I am fine. Just trying to stay away from TTC stuff. We are now jumped to NTNP. I am trying not to worry about BD when fertile, checking for fertile signs and all. Just BD when we want to and love and enjoy each other. it may take long but I know deep down in my heart that we are not going to be childless forever.
 
Girls. My period never came on properly. Just light bleeding brown. I'm now 15dpo with temps still up and I think its actually stopped. I'm cramping though. If AF doesn't get heavier or red by 5:30pm UK time I'm testing with cb. I'm so scared for AF to come and crush me. And excited that it might not. I don't know how I feel!!!!
 
Girls. My period never came on properly. Just light bleeding brown. I'm now 15dpo with temps still up and I think its actually stopped. I'm cramping though. If AF doesn't get heavier or red by 5:30pm UK time I'm testing with cb. I'm so scared for AF to come and crush me. And excited that it might not. I don't know how I feel!!!!
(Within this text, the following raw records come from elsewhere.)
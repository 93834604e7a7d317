//! The remote client against a live server.

use std::sync::Arc;
use std::sync::atomic::{AtomicUsize, Ordering};
use std::time::Duration;

use async_trait::async_trait;
use channeldb::remote::{Method, RemoteClient, RemoteError, TokenProvider};
use channeldb::{GetQuery, ListQuery};
use serde_json::{Value, json};

use crate::helpers::*;

#[tokio::test]
async fn round_trip_through_the_server() {
    let channels = test_channels();
    let events = record_events(&channels);
    let endpoint = start_server(channels.clone(), None).await;
    let client = RemoteClient::new(&endpoint).unwrap();

    let put = client
        .put("/users/alice", json!({ "age": 30 }))
        .await
        .unwrap();
    assert_eq!(put.path, "/users/alice");
    assert_eq!(event_paths(&events), [["/users"], ["/users/alice"]]);

    let entry = client.get("/users/alice").await.unwrap();
    assert_eq!(entry.data, Some(json!({ "age": 30 })));

    let listing = client
        .list("/users", &ListQuery::new().values())
        .await
        .unwrap();
    assert_eq!(listing.paths(), ["/users/alice"]);
    assert!(listing.cursor.is_none());

    let del = client.del("/users").await.unwrap();
    assert_eq!(del.paths, ["/users", "/users/alice"]);
    assert!(channels.get("/users", None).await.unwrap_err().is_not_found());
}

#[tokio::test]
async fn remote_handles_and_queries() {
    let endpoint = start_server(test_channels(), None).await;
    let client = RemoteClient::new(&endpoint).unwrap();

    let docs = client.root().child("docs");
    for i in 0..5 {
        docs.child(&format!("{i}")).put(json!({ "i": i })).await.unwrap();
    }

    let mut query = ListQuery::new().limit(2).values();
    let mut seen = Vec::new();
    loop {
        let page = docs.list(&query).await.unwrap();
        seen.extend(page.paths().into_iter().map(str::to_string));
        match page.cursor {
            Some(cursor) => query = cursor.into_query(),
            None => break,
        }
    }
    assert_eq!(seen, ["/docs/0", "/docs/1", "/docs/2", "/docs/3", "/docs/4"]);

    let entry = docs
        .get_with(&GetQuery {
            projection: None,
            children: Some(ListQuery::new().reverse().limit(1)),
        })
        .await
        .unwrap();
    assert_eq!(entry.children.unwrap().paths(), ["/docs/4"]);
}

#[tokio::test]
async fn rejections_carry_the_error_body() {
    let endpoint = start_server(test_channels(), None).await;
    let client = RemoteClient::new(&endpoint).unwrap();

    let err = client.get("/missing").await.unwrap_err();
    assert!(err.is_not_found());
    assert_eq!(err.status_code(), 404);
    match err {
        channeldb::Error::Remote(RemoteError::Rejected { status, body }) => {
            assert_eq!(status, 404);
            assert_eq!(body["code"], 404);
            assert!(body["message"].as_str().unwrap().contains("/missing"));
        }
        other => panic!("expected a rejection, got {other:?}"),
    }

    let err = client.put("/a", json!("")).await.unwrap_err();
    assert_eq!(err.status_code(), 400);
}

#[tokio::test]
async fn malformed_body_is_a_bad_request() {
    let endpoint = start_server(test_channels(), None).await;
    let response = reqwest::Client::new()
        .post(&endpoint)
        .header("content-type", "application/json")
        .body(r#"{ "method": "explode" }"#)
        .send()
        .await
        .unwrap();
    assert_eq!(response.status().as_u16(), 400);
    let body: Value = response.json().await.unwrap();
    assert_eq!(body["code"], 400);
}

#[tokio::test]
async fn token_is_enforced() {
    let endpoint = start_server(test_channels(), Some("secret")).await;
    let client = RemoteClient::new(&endpoint).unwrap();

    let err = client.put("/a", json!(1)).await.unwrap_err();
    assert_eq!(err.status_code(), 401);

    let value = client
        .request(Method::Put, "/a", json!(1), Some("secret"))
        .await
        .unwrap();
    assert_eq!(value["path"], "/a");

    client.set_token("secret");
    assert_eq!(client.get("/a").await.unwrap().data, Some(json!(1)));

    // A static token wins over the per-call one
    client.set_token("stale");
    let err = client
        .request(Method::Get, "/a", Value::Null, Some("secret"))
        .await
        .unwrap_err();
    assert_eq!(err.status_code(), 401);
}

struct CountingProvider {
    calls: Arc<AtomicUsize>,
}

#[async_trait]
impl TokenProvider for CountingProvider {
    async fn token(&self) -> channeldb::Result<String> {
        self.calls.fetch_add(1, Ordering::SeqCst);
        Ok("secret".to_string())
    }
}

#[tokio::test]
async fn token_provider_runs_for_every_request() {
    let endpoint = start_server(test_channels(), Some("secret")).await;
    let client = RemoteClient::new(&endpoint).unwrap();
    client.set_token("wrong");

    let calls = Arc::new(AtomicUsize::new(0));
    client.set_token_provider(CountingProvider {
        calls: calls.clone(),
    });

    client.put("/a", json!(1)).await.unwrap();
    client.get("/a").await.unwrap();
    client.list("/", &ListQuery::new()).await.unwrap();
    assert_eq!(calls.load(Ordering::SeqCst), 3);
}

#[tokio::test]
async fn unreachable_server_is_a_transport_error() {
    let endpoint = dead_endpoint().await;
    let client = RemoteClient::with_timeout(&endpoint, Duration::from_secs(2)).unwrap();

    let err = client.get("/a").await.unwrap_err();
    assert!(err.is_transport_error());
    assert!(matches!(
        err,
        channeldb::Error::Remote(RemoteError::Transport { .. })
    ));
}

#[tokio::test]
async fn health_endpoint_reports_healthy() {
    let endpoint = start_server(test_channels(), Some("secret")).await;
    let health = endpoint.replace("/api/v0", "/health");

    let body: Value = reqwest::get(&health).await.unwrap().json().await.unwrap();
    assert_eq!(body["status"], "healthy");
    assert_eq!(body["service"], "channeldb");
}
OMG! OMG! OMG! :happydance::happydance::happydance:. Please af stay far away from pickle PLEASE!!!!!!!!!!!! I was just going to comment on ur chart. Please let this be it. Good luck.......I cannot wait for ur update :happydance::happydance::happydance::happydance:
 
I'm going to do my best to remember everything/everyone in my replies :hugs:

Pickle- have you ever made it to 15dpo? I remember you spotting before af but I thought af usually came by or on 14 dpo? I have my fx'ed for your bfp in a few hrs! Are you using cb line test or digital? I'm really hoping this is it for you and not even more cycle confusion. Either way you will have a good reason for a dr appt! I'm just babbling now and I'm sure you're already nervous/anxious, so try and relax and fx'ed for a beautiful bfp for you! Btw your temps still look fantastic (you definitely didn't get the drop you predicted!) :hugs:

Jessie- :hugs: !!! I know the frustration you are feeling and I know there is nothing I can say to fix it and the only answer is within you. Maybe take a month off and only bd when you want to and just enjoy your life and DH to see if it helps to clear your mind :shrug: that's the point I got to and ignoring ttc really helped me to be happy about the rest of my life and all the positive things that were surrounding me. Big :hugs: hun to you and we're always here for a vent or rant!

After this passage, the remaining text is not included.